コンテンツマーケティングの手法として、音声コンテンツを配信する企業やブランドも増えてきました。企業発の人気番組のコンセプトや効果、また、企業が音声コンテンツを通じてユーザーの心をつかむための制作・配信の具体的なポイントを、音声配信アプリ「Radiotalk(ラジオトーク)」の井上さんに伺います。

目次

共感を誘い、企業やブランドとのエンゲージメントを高める

——企業やブランドによる、オウンドメディアの音声配信が増えています。背景には、どのような潮流があるのでしょうか。

まず、音声市場全体の活況による影響は大きいでしょう。コロナ禍で、音声メディアを聞く習慣は、予想より早いスピードで生活に浸透・定着しました。Bluetoothイヤホン等の普及も手伝って、1日中何かを聞く人も少なくありません。

Apple Music、Amazon Music、Google Podcasts、Spotify、Radiotalkなど、多くのサービスを通じて再生できるPodcast(ポッドキャスト)の台頭も影響しています。Podcastとは、簡単に言うと音声配信の仕組みのことです。

GAFAをはじめとした世界のテック企業スマートスピーカー等の普及と進化に通じる音声データの獲得や、音声コンテンツの制作に積極的です。
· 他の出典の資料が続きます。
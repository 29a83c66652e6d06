//! # Solver chain
//!
//! $$
//! x^\*=\mathcal S_1(P)\ \text{else}\ \mathcal S_2(P)\ \text{else}\ \dots
//! $$
//!
//! Backends are tried in order; every failure is kept so an infeasible solve
//! can say why each backend gave up.

use std::fmt;
use std::sync::Arc;

use clarabel::algebra::CscMatrix;
use clarabel::solver::DefaultSettingsBuilder;
use clarabel::solver::DefaultSolver;
use clarabel::solver::IPSolver;
use clarabel::solver::SolverStatus;
use clarabel::solver::SupportedConeT;
use tracing::debug;
use tracing::warn;

use super::conic::Cone;
use super::conic::ConicProblem;
use crate::types::PortfolioWeights;

/// Why a backend did not return a usable point.
#[derive(Clone, Debug, PartialEq)]
pub struct SolverFailure {
  pub solver: String,
  pub reason: String,
}

impl fmt::Display for SolverFailure {
  fn fmt(&self, f: &mut fmt::Formatter<'_>) -> fmt::Result {
    write!(f, "{}: {}", self.solver, self.reason)
  }
}

/// Collected failures of an infeasible solve.
#[derive(Clone, Debug, Default, PartialEq)]
pub struct InfeasibleReport {
  pub failures: Vec<SolverFailure>,
}

impl InfeasibleReport {
  pub fn message(&self) -> String {
    if self.failures.is_empty() {
      return "no solver configured".to_string();
    }
    let reasons: Vec<String> = self.failures.iter().map(ToString::to_string).collect();
    format!("the problem is infeasible or unbounded ({})", reasons.join("; "))
  }

  pub(crate) fn single(solver: &str, reason: impl Into<String>) -> Self {
    Self {
      failures: vec![SolverFailure {
        solver: solver.to_string(),
        reason: reason.into(),
      }],
    }
  }
}

impl fmt::Display for InfeasibleReport {
  fn fmt(&self, f: &mut fmt::Formatter<'_>) -> fmt::Result {
    f.write_str(&self.message())
  }
}

/// Terminal state of a solve.
#[derive(Clone, Debug, PartialEq)]
pub enum SolveOutcome {
  Solved(PortfolioWeights),
  Infeasible(InfeasibleReport),
}

impl SolveOutcome {
  pub fn is_solved(&self) -> bool {
    matches!(self, SolveOutcome::Solved(_))
  }

  pub fn weights(&self) -> Option<&PortfolioWeights> {
    match self {
      SolveOutcome::Solved(w) => Some(w),
      SolveOutcome::Infeasible(_) => None,
    }
  }

  pub fn into_weights(self) -> Option<PortfolioWeights> {
    match self {
      SolveOutcome::Solved(w) => Some(w),
      SolveOutcome::Infeasible(_) => None,
    }
  }
}

/// A conic backend.
pub trait ConicSolver: Send + Sync + fmt::Debug {
  fn name(&self) -> &str;

  /// Primal solution of `problem`, one entry per variable.
  fn solve(&self, problem: &ConicProblem) -> Result<Vec<f64>, SolverFailure>;
}

/// Settings of a [`ClarabelSolver`].
#[derive(Clone, Debug, PartialEq)]
pub struct ClarabelConfig {
  pub max_iter: u32,
  /// Seconds.
  pub time_limit: f64,
  pub tol_gap_abs: f64,
  pub tol_gap_rel: f64,
  pub tol_feas: f64,
  /// Also accept `AlmostSolved`.
  pub accept_almost_solved: bool,
}

impl Default for ClarabelConfig {
  fn default() -> Self {
    Self {
      max_iter: 200,
      time_limit: f64::INFINITY,
      tol_gap_abs: 1e-8,
      tol_gap_rel: 1e-8,
      tol_feas: 1e-8,
      accept_almost_solved: false,
    }
  }
}

impl ClarabelConfig {
  pub fn relaxed() -> Self {
    Self {
      max_iter: 500,
      tol_gap_abs: 1e-6,
      tol_gap_rel: 1e-6,
      tol_feas: 1e-6,
      accept_almost_solved: true,
      ..Self::default()
    }
  }
}

/// Interior-point backend on `clarabel`.
#[derive(Clone, Debug)]
pub struct ClarabelSolver {
  name: String,
  config: ClarabelConfig,
}

impl ClarabelSolver {
  pub fn new(name: impl Into<String>, config: ClarabelConfig) -> Self {
    Self {
      name: name.into(),
      config,
    }
  }

  pub fn config(&self) -> &ClarabelConfig {
    &self.config
  }

  fn failure(&self, reason: impl Into<String>) -> SolverFailure {
    SolverFailure {
      solver: self.name.clone(),
      reason: reason.into(),
    }
  }
}

/// `A` in compressed-column form for `A x + s = b`, where the rows hold `s`.
fn constraint_matrix(problem: &ConicProblem) -> (CscMatrix<f64>, Vec<f64>) {
  let m = problem.n_rows();
  let n = problem.n_vars();
  let mut columns: Vec<Vec<(usize, f64)>> = vec![Vec::new(); n];
  let mut b = Vec::with_capacity(m);
  for (r, row) in problem.rows().iter().enumerate() {
    for &(j, c) in &row.terms {
      columns[j].push((r, -c));
    }
    b.push(row.constant);
  }
  let mut colptr = Vec::with_capacity(n + 1);
  let mut rowval = Vec::new();
  let mut nzval = Vec::new();
  colptr.push(0);
  for col in columns {
    for (r, v) in col {
      rowval.push(r);
      nzval.push(v);
    }
    colptr.push(rowval.len());
  }
  (CscMatrix::new(m, n, colptr, rowval, nzval), b)
}

fn clarabel_cones(cones: &[Cone]) -> Vec<SupportedConeT<f64>> {
  cones
    .iter()
    .map(|c| match *c {
      Cone::Zero(d) => SupportedConeT::ZeroConeT(d),
      Cone::Nonnegative(d) => SupportedConeT::NonnegativeConeT(d),
      Cone::SecondOrder(d) => SupportedConeT::SecondOrderConeT(d),
      Cone::Exponential => SupportedConeT::ExponentialConeT(),
    })
    .collect()
}

impl ConicSolver for ClarabelSolver {
  fn name(&self) -> &str {
    &self.name
  }

  fn solve(&self, problem: &ConicProblem) -> Result<Vec<f64>, SolverFailure> {
    let n = problem.n_vars();
    if n == 0 {
      return Err(self.failure("empty problem"));
    }
    let p = CscMatrix::new(n, n, vec![0; n + 1], Vec::new(), Vec::new());
    let q = problem.objective();
    let (a, b) = constraint_matrix(problem);
    let cones = clarabel_cones(problem.cones());

    let cfg = &self.config;
    let settings = DefaultSettingsBuilder::default()
      .max_iter(cfg.max_iter)
      .time_limit(cfg.time_limit)
      .tol_gap_abs(cfg.tol_gap_abs)
      .tol_gap_rel(cfg.tol_gap_rel)
      .tol_feas(cfg.tol_feas)
      .verbose(false)
      .build()
      .map_err(|e| self.failure(format!("failed to build settings: {e}")))?;

    let mut solver = DefaultSolver::new(&p, &q, &a, &b, &cones, settings)
      .map_err(|e| self.failure(format!("failed to create solver: {e:?}")))?;
    solver.solve();

    let status = solver.solution.status;
    let accepted = match status {
      SolverStatus::Solved => true,
      SolverStatus::AlmostSolved => cfg.accept_almost_solved,
      _ => false,
    };
    if !accepted {
      return Err(self.failure(format!("status {status:?}")));
    }
    let x = solver.solution.x.clone();
    if x.iter().any(|v| !v.is_finite()) {
      return Err(self.failure("non-finite solution"));
    }
    Ok(x)
  }
}

/// Ordered list of backends.
#[derive(Clone, Debug)]
pub struct SolverChain {
  solvers: Vec<Arc<dyn ConicSolver>>,
}

impl Default for SolverChain {
  fn default() -> Self {
    Self::new(vec![
      Arc::new(ClarabelSolver::new("clarabel", ClarabelConfig::default())),
      Arc::new(ClarabelSolver::new("clarabel-relaxed", ClarabelConfig::relaxed())),
    ])
  }
}

impl SolverChain {
  pub fn new(solvers: Vec<Arc<dyn ConicSolver>>) -> Self {
    Self { solvers }
  }

  pub fn push(&mut self, solver: Arc<dyn ConicSolver>) {
    self.solvers.push(solver);
  }

  pub fn len(&self) -> usize {
    self.solvers.len()
  }

  pub fn is_empty(&self) -> bool {
    self.solvers.is_empty()
  }

  /// First backend result, or every failure.
  pub fn solve(&self, problem: &ConicProblem) -> Result<Vec<f64>, InfeasibleReport> {
    let mut report = InfeasibleReport::default();
    for solver in &self.solvers {
      match solver.solve(problem) {
        Ok(x) if x.len() == problem.n_vars() => {
          debug!(solver = solver.name(), vars = x.len(), rows = problem.n_rows(), "solve succeeded");
          return Ok(x);
        }
        Ok(x) => report.failures.push(SolverFailure {
          solver: solver.name().to_string(),
          reason: format!("returned {} values for {} variables", x.len(), problem.n_vars()),
        }),
        Err(failure) => {
          warn!(solver = %failure.solver, reason = %failure.reason, "solver backend failed");
          report.failures.push(failure);
        }
      }
    }
    Err(report)
  }
}

#[cfg(test)]
mod tests {
  use approx::assert_abs_diff_eq;
  use tracing_test::traced_test;

  use super::*;
  use crate::portfolio::conic::Affine;

  #[derive(Debug)]
  struct Failing;

  impl ConicSolver for Failing {
    fn name(&self) -> &str {
      "failing"
    }

    fn solve(&self, _problem: &ConicProblem) -> Result<Vec<f64>, SolverFailure> {
      Err(SolverFailure {
        solver: "failing".into(),
        reason: "always fails".into(),
      })
    }
  }

  fn small_lp() -> ConicProblem {
    // min x + y  s.t. x + y ≥ 1, x ≥ 0.25, y ≥ 0
    let mut p = ConicProblem::new();
    let v = p.add_vars(2);
    p.geq(Affine::sum(&v), &Affine::constant(1.0));
    p.geq(Affine::var(v[0]), &Affine::constant(0.25));
    p.nonneg(Affine::var(v[1]));
    p.minimize(&Affine::sum(&v));
    p
  }

  #[test]
  fn clarabel_solves_lp() {
    let x = SolverChain::default().solve(&small_lp()).unwrap();
    assert_abs_diff_eq!(x[0] + x[1], 1.0, epsilon = 1e-6);
    assert!(x[0] >= 0.25 - 1e-6);
  }

  #[test]
  fn clarabel_solves_soc() {
    // min t  s.t. t ≥ ‖(x - 1, y - 2)‖
    let mut p = ConicProblem::new();
    let v = p.add_vars(3);
    p.soc(
      Affine::var(v[0]),
      vec![Affine::var(v[1]).add_constant(-1.0), Affine::var(v[2]).add_constant(-2.0)],
    );
    p.minimize(&Affine::var(v[0]));
    let x = SolverChain::default().solve(&p).unwrap();
    assert_abs_diff_eq!(x[1], 1.0, epsilon = 1e-5);
    assert_abs_diff_eq!(x[2], 2.0, epsilon = 1e-5);
  }

  #[test]
  fn clarabel_solves_exp_cone() {
    // max u  s.t. e^u ≤ 2
    let mut p = ConicProblem::new();
    let u = p.add_var();
    p.exp_cone(Affine::var(u), Affine::constant(1.0), Affine::constant(2.0));
    p.maximize(&Affine::var(u));
    let x = SolverChain::default().solve(&p).unwrap();
    assert_abs_diff_eq!(x[0], 2.0_f64.ln(), epsilon = 1e-5);
  }

  #[traced_test]
  #[test]
  fn chain_falls_back_and_reports() {
    let chain = SolverChain::new(vec![Arc::new(Failing), Arc::new(ClarabelSolver::new("clarabel", Default::default()))]);
    assert!(chain.solve(&small_lp()).is_ok());
    assert!(logs_contain("always fails"));

    let only_failing = SolverChain::new(vec![Arc::new(Failing)]);
    let report = only_failing.solve(&small_lp()).unwrap_err();
    assert_eq!(report.failures.len(), 1);
    assert!(report.message().contains("failing: always fails"));
  }

  #[test]
  fn infeasible_problem_collects_every_backend() {
    let mut p = ConicProblem::new();
    let x = p.add_var();
    p.geq(Affine::var(x), &Affine::constant(1.0));
    p.leq(Affine::var(x), &Affine::constant(0.0));
    p.minimize(&Affine::var(x));
    let report = SolverChain::default().solve(&p).unwrap_err();
    assert_eq!(report.failures.len(), 2);
  }
}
例えば、SpotifyがPodcastの制作会社を買収したり、人気ポッドキャスター(Podcastの配信者)と契約するといった動きもあり、各プラットフォームによるクリエーターの獲得合戦にも注目が集まっています。

Google検索でも、「キーワード+ポッドキャスト(or Podcast)」で、Podcastとして配信される音声コンテンツが表示されるように。音声デバイスを活用すれば、音声操作によるポッドキャストの再生なども可能

——2016年頃から、企業やブランドによるオウンドメディアの配信も増えています。主に、どのような目的で配信されているのでしょうか。事例やポイントも教えてください。

ラジオ番組やアニメなど、コンテンツを直接紹介する内容のものを除くと、主に、「① 採用・広報」「② 購買促進」の二つを目的としたものが多いようです。

① 採用・広報に繋がる音声コンテンツ

音声なら、多忙な企業上層部のメッセージや、社員同士の談話やイベントの様子を簡単に録音・配信でき、話者の熱量や人柄、言葉のニュアンス、場の雰囲気、気配等が伝わります。文字情報では伝えきれない企業文化の伝達に活用されています。社外向けだけではなく、社内報の音声配信も増えています。

mercan.fm

2016年から続いている、メルカリによるオウンドメディア。社内や関連企業メンバーが仕事や会社について、カジュアルなトークを展開する。採用はもちろん、会社関連の最新ニュース、経営戦略に直接結びついたテーマ等が取り扱われることも

mercan.fm

ライフスタイルメディア #casa(ハッシュカーサ)

商品住宅を開発するカーサ・プロジェクトによるオウンドメディア。「暮らしとデザイン」をテーマに、建築や住宅、インテリア、ライフスタイルなどを紹介。新しい発見や共感できる暮らし方などを配信する。CROSS FMの番組内でも放送されている

ライフスタイルメディア #casa(ハッシュカーサ)

Tell Me Why

海外事例。アメリカン・エアラインが配信するオウンドメディア。企業トップによる今後の経営方針や、社会課題への考え方などがテーマ。意思決定にまつわる背景の理由や、具体的なアプローチの内容などを、おおむね10分未満のトークで簡潔に紹介している

Tell Me Why

Open For Business

海外事例。米国に本社を置くグローバルEC起業「ebay」が、2016~2017年に配信していた音声番組。起業家精神、雇用、価格、カスタマーの捉え方など、ゼロからビジネスを構築するために役立つ思考や戦略がテーマ

Open For Business

② 購買促進に繋がる音声コンテンツ

直接的にセールスを促進するだけではなく、ブランドや商品の認知度を高め、ファンを増やすことを目的としたコンテンツも増えています。ストーリーの伝わる企画や情緒的な演出で表現することで、商材やブランドの持つ世界観をリスナーと共有するような内容の番組が多いようです。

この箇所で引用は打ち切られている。